Hachette (p. 51-60).



IV

obéissance de gribouille.


La foule se dispersa. Caroline ferma la porte de sa maison pour éviter les visites importunes des curieux ; elle garda Gribouille et Nanon, qui l’aidèrent à mettre de l’ordre dans la maison. Après une nuit douloureuse passée près du corps de la morte, Caroline et Gribouille assistèrent aux pénibles cérémonies de l’enterrement. Quand ils rentrèrent dans leur maison déserte, Caroline pleura amèrement, et Gribouille lui-même ne put retenir ses larmes. Ce fut lui pourtant qui rendit à Caroline du courage en recommençant les raisonnements qu’il avait déjà faits la veille.

« Nous avons bien de l’ouvrage, ma sœur, dit-il quand il la vit plus calme : le linge à laver, les effets de maman à ranger ; et puis… les robes de Mme Delmis à faire.

caroline.

Tu as raison, Gribouille ; j’ai tort de me laisser aller : il me faut du courage ; avec l’aide de Dieu j’en aurai.

gribouille.

Et moi donc ! Il m’en faudra du courage et de la tête pour tout faire à présent.

caroline, souriant.

Tout faire ? Quoi donc ? Qu’auras-tu tant à faire ?

gribouille.

Laver le linge, bêcher, semer, arroser, soigner le jardin, nettoyer la maison, apporter de l’eau, acheter les provisions, réparer les meubles, faire le ménage. C’est toi qui faisais tout cela avec moi, jadis ; à présent que nous n’avons plus la pension de six cents francs de maman, il faut faire de l’argent, et tu pourras en faire en travaillant, tandis que moi je ne puis que t’y aider en t’empêchant de te déranger de ton travail.

caroline.

Bon Gribouille ! sais-tu que tu me seras très utile et que tu as de très bonnes idées ?

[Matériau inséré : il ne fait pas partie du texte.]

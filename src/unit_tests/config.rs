// Copyright 2022 VMware, Inc.
// SPDX-License-Identifier: MIT
use crate::config::*;
use clap::Parser;
use std::time::Duration;

#[derive(Parser)]
struct TestCli {
    #[command(flatten)]
    config: ControllerConfig,
}

#[test]
pub fn test_default() {
    println!("Testing default...");
    let config = ControllerConfig::default();
    assert_eq!(config.namespace, None);
    assert_eq!(config.resync_period(), Some(Duration::from_secs(60)));
    assert_eq!(config.max_retries, 5);
    assert_eq!(config.retry_base_delay(), Duration::from_millis(500));
    assert_eq!(config.retry_max_delay(), Duration::from_secs(30));
    assert_eq!(config.conflict_retries, 5);
    assert!(config.clear_leader_when_empty);
    assert_eq!(config.validate(), Ok(()));
}

#[test]
pub fn test_parse_matches_default() {
    println!("Testing parse matches default...");
    let cli = TestCli::try_parse_from(["habitat-controller"]).unwrap();
    assert_eq!(cli.config, ControllerConfig::default());
}

#[test]
pub fn test_parse_flags() {
    println!("Testing parse flags...");
    let cli = TestCli::try_parse_from([
        "habitat-controller",
        "--namespace",
        "apps",
        "--resync-period-secs",
        "0",
        "--max-retries",
        "2",
        "--clear-leader-when-empty",
        "false",
    ])
    .unwrap();
    assert_eq!(cli.config.namespace.as_deref(), Some("apps"));
    assert_eq!(cli.config.resync_period(), None);
    assert_eq!(cli.config.max_retries, 2);
    assert!(!cli.config.clear_leader_when_empty);
}

#[test]
pub fn test_backoff() {
    println!("Testing backoff...");
    let config = ControllerConfig {
        retry_base_delay_ms: 100,
        retry_max_delay_secs: 1,
        ..ControllerConfig::default()
    };
    assert_eq!(config.backoff(0), Duration::from_millis(100));
    assert_eq!(config.backoff(1), Duration::from_millis(200));
    assert_eq!(config.backoff(3), Duration::from_millis(800));
    assert_eq!(config.backoff(4), Duration::from_secs(1));
    assert_eq!(config.backoff(40), Duration::from_secs(1));
}

#[test]
pub fn test_validate() {
    println!("Testing validate...");
    let zero_base = ControllerConfig {
        retry_base_delay_ms: 0,
        ..ControllerConfig::default()
    };
    assert_eq!(zero_base.validate(), Err(ConfigError::ZeroRetryBaseDelay));

    let max_below_base = ControllerConfig {
        retry_base_delay_ms: 5000,
        retry_max_delay_secs: 1,
        ..ControllerConfig::default()
    };
    assert_eq!(
        max_below_base.validate(),
        Err(ConfigError::RetryMaxBelowBase {
            base: Duration::from_millis(5000),
            max: Duration::from_secs(1),
        })
    );
}
// Copyright 2022 VMware, Inc.
// SPDX-License-Identifier: MIT
use futures::StreamExt;
use kube::{
    api::{Api, ListParams},
    runtime::{watcher, watcher::Event},
    Resource, ResourceExt,
};
use serde::de::DeserializeOwned;
use std::collections::BTreeMap;
use std::fmt::Debug;
use std::time::Duration;
use tokio::sync::mpsc;
use tracing::*;

/// A lifecycle notification for one object of kind `K`.
#[derive(Debug, Clone, PartialEq)]
pub enum WatchEvent<K> {
    Added(K),
    /// Old and new state. Resync delivers the cached object as both.
    Updated(K, K),
    Deleted(K),
}

impl<K: Resource> WatchEvent<K> {
    /// The `namespace/name` key of the object the event is about.
    pub fn key(&self) -> String {
        match self {
            WatchEvent::Added(obj) | WatchEvent::Updated(_, obj) | WatchEvent::Deleted(obj) => {
                object_key(obj)
            }
        }
    }
}

pub fn object_key<K: Resource>(obj: &K) -> String {
    format!("{}/{}", obj.namespace().unwrap_or_default(), obj.name_any())
}

/// Last known state of every watched object, used to turn watcher events into
/// added/updated/deleted notifications.
#[derive(Debug)]
pub struct EventCache<K> {
    objects: BTreeMap<String, K>,
}

impl<K> Default for EventCache<K> {
    fn default() -> Self {
        EventCache {
            objects: BTreeMap::new(),
        }
    }
}

impl<K: Resource + Clone> EventCache<K> {
    pub fn len(&self) -> usize {
        self.objects.len()
    }

    pub fn is_empty(&self) -> bool {
        self.objects.is_empty()
    }

    pub fn apply(&mut self, event: Event<K>) -> Vec<WatchEvent<K>> {
        match event {
            Event::Applied(obj) => vec![self.upsert(obj)],
            Event::Deleted(obj) => {
                self.objects.remove(&object_key(&obj));
                vec![WatchEvent::Deleted(obj)]
            }
            Event::Restarted(objs) => {
                let mut fresh = BTreeMap::new();
                for obj in objs {
                    fresh.insert(object_key(&obj), obj);
                }
                let stale = std::mem::take(&mut self.objects);
                let (mut kept, gone): (BTreeMap<_, _>, BTreeMap<_, _>) = stale
                    .into_iter()
                    .partition(|(key, _)| fresh.contains_key(key));
                let mut events: Vec<_> = gone.into_values().map(WatchEvent::Deleted).collect();
                for (key, obj) in fresh {
                    // Known keys are diffed against their cached state.
                    let event = match kept.remove(&key) {
                        Some(old) => WatchEvent::Updated(old, obj.clone()),
                        None => WatchEvent::Added(obj.clone()),
                    };
                    self.objects.insert(key, obj);
                    events.push(event);
                }
                events
            }
        }
    }

    pub fn resync(&self) -> Vec<WatchEvent<K>> {
        self.objects
            .values()
            .map(|obj| WatchEvent::Updated(obj.clone(), obj.clone()))
            .collect()
    }

    fn upsert(&mut self, obj: K) -> WatchEvent<K> {
        match self.objects.insert(object_key(&obj), obj.clone()) {
            Some(old) => WatchEvent::Updated(old, obj),
            None => WatchEvent::Added(obj),
        }
    }
}

/// Spawns a task that watches `api` and feeds the resulting events, plus periodic
/// resync updates, into the returned channel. The task ends when the receiver is dropped.
pub fn spawn_watch<K>(
    name: &'static str,
    api: Api<K>,
    lp: ListParams,
    resync_period: Option<Duration>,
) -> mpsc::Receiver<WatchEvent<K>>
where
    K: Resource + Clone + DeserializeOwned + Debug + Send + Sync + 'static,
{
    let (tx, rx) = mpsc::channel(128);
    tokio::spawn(async move {
        let mut stream = watcher(api, lp).boxed();
        let mut cache = EventCache::<K>::default();
        let mut ticker = resync_period.map(|period| {
            let start = tokio::time::Instant::now() + period;
            let mut interval = tokio::time::interval_at(start, period);
            interval.set_missed_tick_behavior(tokio::time::MissedTickBehavior::Delay);
            interval
        });
        loop {
            let events = tokio::select! {
                item = stream.next() => match item {
                    Some(Ok(event)) => cache.apply(event),
                    Some(Err(err)) => {
                        warn!(
                            watch = name,
                            error = &err as &dyn std::error::Error,
                            "Watch stream error"
                        );
                        tokio::time::sleep(Duration::from_secs(1)).await;
                        continue;
                    }
                    None => {
                        info!(watch = name, "Watch stream ended");
                        return;
                    }
                },
                _ = tick(&mut ticker) => {
                    debug!(watch = name, objects = cache.len(), "Resync");
                    cache.resync()
                }
            };
            for event in events {
                if tx.send(event).await.is_err() {
                    debug!(watch = name, "Event receiver dropped, stopping watch");
                    return;
                }
            }
        }
    });
    rx
}

async fn tick(ticker: &mut Option<tokio::time::Interval>) {
    match ticker {
        Some(interval) => {
            interval.tick().await;
        }
        None => futures::future::pending::<()>().await,
    }
}
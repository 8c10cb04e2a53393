// Copyright 2022 VMware, Inc.
// SPDX-License-Identifier: MIT
use crate::habitat_controller::common::*;
use crate::shim_layer::cluster_client::*;
use crate::unit_tests::fixtures::*;
use kube::core::ErrorResponse;

fn api_error(reason: &str, code: u16) -> kube::Error {
    kube::Error::Api(ErrorResponse {
        status: "Failure".to_string(),
        message: format!("request failed: {}", reason),
        reason: reason.to_string(),
        code,
    })
}

#[test]
pub fn test_kube_error_to_api_error() {
    println!("Testing kube error to api error...");
    let cases = [
        ("NotFound", 404, APIError::ObjectNotFound),
        ("AlreadyExists", 409, APIError::ObjectAlreadyExists),
        ("BadRequest", 400, APIError::BadRequest),
        ("Conflict", 409, APIError::Conflict),
        ("Invalid", 422, APIError::Invalid),
        ("InternalError", 500, APIError::InternalError),
        ("Timeout", 504, APIError::Timeout),
        ("ServerTimeout", 500, APIError::ServerTimeout),
        ("Forbidden", 403, APIError::Other),
    ];
    for (reason, code, expected) in cases {
        assert_eq!(kube_error_to_api_error(&api_error(reason, code)), expected);
    }
}

#[test]
pub fn test_is_transient() {
    println!("Testing is transient...");
    for err in [
        APIError::Conflict,
        APIError::InternalError,
        APIError::Timeout,
        APIError::ServerTimeout,
        APIError::Other,
    ] {
        assert!(err.is_transient(), "{:?}", err);
    }
    for err in [
        APIError::ObjectNotFound,
        APIError::ObjectAlreadyExists,
        APIError::BadRequest,
        APIError::Invalid,
    ] {
        assert!(!err.is_transient(), "{:?}", err);
    }
}

#[test]
pub fn test_pod_filter_selectors() {
    println!("Testing pod filter selectors...");
    let filter = PodFilter::with_labels(pod_labels("redis"))
        .phase(POD_RUNNING)
        .pod_ip("10.0.0.1");
    assert_eq!(filter.label_selector(), "habitat=true,service-group=redis");
    assert_eq!(filter.field_selector(), "status.phase=Running,status.podIP=10.0.0.1");

    let empty = PodFilter::default();
    assert_eq!(empty.label_selector(), "");
    assert_eq!(empty.field_selector(), "");
}

#[test]
pub fn test_pod_filter_matches() {
    println!("Testing pod filter matches...");
    let filter = PodFilter::with_labels(pod_labels("redis")).phase(POD_RUNNING);
    assert!(filter.matches(&running_pod("redis", "redis-0", "10.0.0.1")));
    assert!(!filter.matches(&running_pod("web", "web-0", "10.0.0.1")));
    assert!(!filter.matches(&make_pod("redis", "redis-1", None, "Pending")));

    let by_ip = filter.clone().pod_ip("10.0.0.2");
    assert!(!by_ip.matches(&running_pod("redis", "redis-0", "10.0.0.1")));
    assert!(by_ip.matches(&running_pod("redis", "redis-1", "10.0.0.2")));

    assert!(PodFilter::default().matches(&make_pod("web", "web-0", None, "Pending")));
}
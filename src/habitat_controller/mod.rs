// Copyright 2022 VMware, Inc.
// SPDX-License-Identifier: MIT
pub mod common;
pub mod error;
pub mod group_reconciler;
pub mod leader;
pub mod resources;
pub mod validator;

use crate::config::ControllerConfig;
use crate::crds::ServiceGroup;
use crate::habitat_controller::common::managed_pod_selector;
use crate::habitat_controller::group_reconciler::reconcile_service_group;
use crate::habitat_controller::leader::reconcile_pod;
use crate::shim_layer::cluster_client::KubeClusterClient;
use crate::shim_layer::controller_runtime::{run_event_loop, shutdown_signal, Data};
use crate::shim_layer::watch::spawn_watch;
use anyhow::Result;
use k8s_openapi::api::core::v1::Pod;
use kube::{
    api::{Api, ListParams},
    Client,
};
use std::sync::Arc;
use tokio::sync::watch;
use tracing::*;

/// Watches ServiceGroups and managed pods and runs both event loops until SIGINT/SIGTERM.
pub async fn run_controller(client: Client, config: ControllerConfig) -> Result<()> {
    config.validate()?;

    let (sg_api, pod_api) = match &config.namespace {
        Some(ns) => (
            Api::<ServiceGroup>::namespaced(client.clone(), ns),
            Api::<Pod>::namespaced(client.clone(), ns),
        ),
        None => (
            Api::<ServiceGroup>::all(client.clone()),
            Api::<Pod>::all(client.clone()),
        ),
    };
    info!(
        namespace = config.namespace.as_deref().unwrap_or("<all>"),
        resync = ?config.resync_period(),
        "Watching ServiceGroup objects and managed pods"
    );
    let sg_events = spawn_watch(
        "service-group",
        sg_api,
        ListParams::default(),
        config.resync_period(),
    );
    let pod_events = spawn_watch(
        "pod",
        pod_api,
        ListParams::default().labels(&managed_pod_selector()),
        config.resync_period(),
    );

    let (shutdown_tx, shutdown_rx) = watch::channel(false);
    tokio::spawn(async move {
        shutdown_signal().await;
        let _ = shutdown_tx.send(true);
    });

    let data = Arc::new(Data {
        client: KubeClusterClient::new(client),
        config: config.clone(),
    });
    let sg_loop = run_event_loop(
        "service-group-reconciler",
        sg_events,
        |event| {
            let data = data.clone();
            async move { reconcile_service_group(&*data, event).await }
        },
        &config,
        shutdown_rx.clone(),
    );
    let pod_loop = run_event_loop(
        "leader-election",
        pod_events,
        |event| {
            let data = data.clone();
            async move { reconcile_pod(&*data, event).await }
        },
        &config,
        shutdown_rx,
    );
    tokio::join!(sg_loop, pod_loop);
    info!("controller terminated");
    Ok(())
}
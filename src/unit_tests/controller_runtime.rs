// Copyright 2022 VMware, Inc.
// SPDX-License-Identifier: MIT
use crate::config::ControllerConfig;
use crate::shim_layer::controller_runtime::*;
use crate::shim_layer::watch::WatchEvent;
use crate::unit_tests::fixtures::*;
use k8s_openapi::api::core::v1::Pod;
use std::sync::{Arc, Mutex};
use std::time::Duration;
use thiserror::Error;
use tokio::sync::{mpsc, watch};

#[derive(Debug, Error)]
#[error("test failure (retryable: {retryable})")]
struct TestError {
    retryable: bool,
}

impl RetryableError for TestError {
    fn is_retryable(&self) -> bool {
        self.retryable
    }
}

type Calls = Arc<Mutex<Vec<WatchEvent<Pod>>>>;

fn call_count(calls: &Calls) -> usize {
    calls.lock().unwrap().len()
}

fn runtime_config(max_retries: u32, retry_base_delay_ms: u64) -> ControllerConfig {
    ControllerConfig {
        max_retries,
        retry_base_delay_ms,
        retry_max_delay_secs: 1,
        ..ControllerConfig::default()
    }
}

fn pod_event(ip: &str) -> WatchEvent<Pod> {
    let pod = running_pod("redis", "redis-0", ip);
    WatchEvent::Updated(pod.clone(), pod)
}

// Runs an event loop whose handler records every call and answers with `outcome`.
async fn run_with<O, R, D>(config: ControllerConfig, outcome: O, driver: R) -> Calls
where
    O: Fn(&WatchEvent<Pod>, usize) -> Result<(), TestError>,
    R: FnOnce(mpsc::Sender<WatchEvent<Pod>>, watch::Sender<bool>, Calls) -> D,
    D: std::future::Future<Output = ()>,
{
    let (event_tx, event_rx) = mpsc::channel(16);
    let (shutdown_tx, shutdown_rx) = watch::channel(false);
    let calls: Calls = Arc::new(Mutex::new(Vec::new()));
    let handler = |event: WatchEvent<Pod>| {
        let calls = calls.clone();
        let result = {
            let mut calls = calls.lock().unwrap();
            calls.push(event.clone());
            outcome(&event, calls.len())
        };
        async move { result }
    };
    tokio::join!(
        run_event_loop("test-controller", event_rx, handler, &config, shutdown_rx),
        driver(event_tx, shutdown_tx, calls.clone()),
    );
    calls
}

#[tokio::test]
pub async fn test_retryable_failure_is_requeued() {
    println!("Testing retryable failure is requeued...");
    let calls = run_with(
        runtime_config(5, 1),
        |_, n| match n {
            1 | 2 => Err(TestError { retryable: true }),
            _ => Ok(()),
        },
        |events, shutdown, calls| async move {
            events.send(pod_event("10.0.0.1")).await.unwrap();
            wait_until(|| call_count(&calls) == 3).await;
            tokio::time::sleep(Duration::from_millis(20)).await;
            shutdown.send(true).unwrap();
        },
    )
    .await;
    let calls = calls.lock().unwrap();
    assert_eq!(calls.len(), 3);
    assert!(calls.iter().all(|event| *event == pod_event("10.0.0.1")));
}

#[tokio::test]
pub async fn test_terminal_failure_is_dropped() {
    println!("Testing terminal failure is dropped...");
    let calls = run_with(
        runtime_config(5, 1),
        |_, _| Err(TestError { retryable: false }),
        |events, shutdown, calls| async move {
            events.send(pod_event("10.0.0.1")).await.unwrap();
            wait_until(|| call_count(&calls) == 1).await;
            tokio::time::sleep(Duration::from_millis(30)).await;
            shutdown.send(true).unwrap();
        },
    )
    .await;
    assert_eq!(call_count(&calls), 1);
}

#[tokio::test]
pub async fn test_retries_are_bounded() {
    println!("Testing retries are bounded...");
    let calls = run_with(
        runtime_config(2, 1),
        |_, _| Err(TestError { retryable: true }),
        |events, shutdown, calls| async move {
            events.send(pod_event("10.0.0.1")).await.unwrap();
            wait_until(|| call_count(&calls) == 3).await;
            tokio::time::sleep(Duration::from_millis(50)).await;
            shutdown.send(true).unwrap();
        },
    )
    .await;
    assert_eq!(call_count(&calls), 3);
}

#[tokio::test]
pub async fn test_superseded_retry_is_dropped() {
    println!("Testing superseded retry is dropped...");
    let stale = pod_event("10.0.0.1");
    let fresh = pod_event("10.0.0.2");
    let calls = run_with(
        runtime_config(5, 100),
        |event, _| {
            if *event == pod_event("10.0.0.1") {
                Err(TestError { retryable: true })
            } else {
                Ok(())
            }
        },
        |events, shutdown, calls| async move {
            events.send(stale).await.unwrap();
            wait_until(|| call_count(&calls) == 1).await;
            events.send(fresh).await.unwrap();
            wait_until(|| call_count(&calls) == 2).await;
            // Past the first retry of the stale event.
            tokio::time::sleep(Duration::from_millis(300)).await;
            shutdown.send(true).unwrap();
        },
    )
    .await;
    let calls = calls.lock().unwrap();
    assert_eq!(*calls, vec![pod_event("10.0.0.1"), pod_event("10.0.0.2")]);
}

#[tokio::test]
pub async fn test_events_for_other_objects_do_not_supersede() {
    println!("Testing events for other objects do not supersede...");
    let other = {
        let pod = running_pod("redis", "redis-1", "10.0.0.2");
        WatchEvent::Updated(pod.clone(), pod)
    };
    let calls = run_with(
        runtime_config(5, 20),
        |_, n| match n {
            1 => Err(TestError { retryable: true }),
            _ => Ok(()),
        },
        |events, shutdown, calls| async move {
            events.send(pod_event("10.0.0.1")).await.unwrap();
            events.send(other).await.unwrap();
            wait_until(|| call_count(&calls) == 3).await;
            shutdown.send(true).unwrap();
        },
    )
    .await;
    let calls = calls.lock().unwrap();
    assert_eq!(calls[2], pod_event("10.0.0.1"));
}

#[tokio::test]
pub async fn test_shutdown_stops_before_next_event() {
    println!("Testing shutdown stops before next event...");
    let (event_tx, event_rx) = mpsc::channel(16);
    let (shutdown_tx, shutdown_rx) = watch::channel(false);
    shutdown_tx.send(true).unwrap();
    event_tx.send(pod_event("10.0.0.1")).await.unwrap();

    let calls: Calls = Arc::new(Mutex::new(Vec::new()));
    let handler = |event: WatchEvent<Pod>| {
        calls.lock().unwrap().push(event);
        async { Ok::<(), TestError>(()) }
    };
    run_event_loop("test-controller", event_rx, handler, &runtime_config(5, 1), shutdown_rx).await;
    assert_eq!(call_count(&calls), 0);
}

#[tokio::test]
pub async fn test_closed_feed_ends_loop() {
    println!("Testing closed feed ends loop...");
    let (event_tx, event_rx) = mpsc::channel(16);
    let (_shutdown_tx, shutdown_rx) = watch::channel(false);
    event_tx.send(pod_event("10.0.0.1")).await.unwrap();
    drop(event_tx);

    let calls: Calls = Arc::new(Mutex::new(Vec::new()));
    let handler = |event: WatchEvent<Pod>| {
        calls.lock().unwrap().push(event);
        async { Ok::<(), TestError>(()) }
    };
    run_event_loop("test-controller", event_rx, handler, &runtime_config(5, 1), shutdown_rx).await;
    assert_eq!(call_count(&calls), 1);
}
// Copyright 2022 VMware, Inc.
// SPDX-License-Identifier: MIT
use crate::habitat_controller::validator::ValidationError;
use crate::shim_layer::cluster_client::APIError;
use crate::shim_layer::controller_runtime::RetryableError;
use thiserror::Error;

#[derive(Debug, Error)]
pub enum Error {
    #[error("ServiceGroup {0} failed validation: {1}")]
    ValidationFailed(String, #[source] ValidationError),
    #[error("Failed to create Deployment {0}: {1}")]
    CreateDeploymentFailed(String, #[source] APIError),
    #[error("Failed to get Deployment {0}: {1}")]
    GetDeploymentFailed(String, #[source] APIError),
    #[error("Failed to delete Deployment {0}: {1}")]
    DeleteDeploymentFailed(String, #[source] APIError),
    #[error("Failed to create ConfigMap {0}: {1}")]
    CreatePeerConfigMapFailed(String, #[source] APIError),
    #[error("Failed to get ConfigMap {0}: {1}")]
    GetPeerConfigMapFailed(String, #[source] APIError),
    #[error("Failed to update ConfigMap {0}: {1}")]
    UpdatePeerConfigMapFailed(String, #[source] APIError),
    #[error("Failed to list running pods of service group {0}: {1}")]
    ListPodsFailed(String, #[source] APIError),
    #[error("Deployment {0} has no uid")]
    MissingOwnerUid(String),
    #[error("MissingObjectKey: {0}")]
    MissingObjectKey(&'static str),
    #[error("Pod {0} misses label {1}")]
    MissingLabel(String, &'static str),
}

impl Error {
    fn api_error(&self) -> Option<APIError> {
        match self {
            Error::CreateDeploymentFailed(_, e)
            | Error::GetDeploymentFailed(_, e)
            | Error::DeleteDeploymentFailed(_, e)
            | Error::CreatePeerConfigMapFailed(_, e)
            | Error::GetPeerConfigMapFailed(_, e)
            | Error::UpdatePeerConfigMapFailed(_, e)
            | Error::ListPodsFailed(_, e) => Some(*e),
            _ => None,
        }
    }
}

impl RetryableError for Error {
    fn is_retryable(&self) -> bool {
        self.api_error().map_or(false, |e| e.is_transient())
    }
}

— Vraiment ! dit Gribouille rougissant de bonheur : je te serai utile ? J’en suis bien, bien heureux ! Je te demanderai seulement de me dire tous les matins ce que j’aurai à faire et je le ferai… Oh ! tu verras avec quelle exactitude j’exécuterai tes ordres. »

Le pauvre Gribouille se mit tout de suite à l’œuvre en décrochant le balai et en nettoyant la maison, qui ne l’avait pas été depuis deux jours. Il alla chercher de l’eau fraîche dans les cruches, cueillit dans le jardin les légumes nécessaires à la soupe du soir, les lava, les éplucha et les posa proprement près de la marmite où ils devaient cuire. Il s’occupa ensuite de préparer le menu bois nécessaire pour le repas. Caroline, pendant ce temps, mettait en ordre les effets qui avaient servi à sa mère, rangeait le linge et mettait à part ce qui devait être lavé et raccommodé.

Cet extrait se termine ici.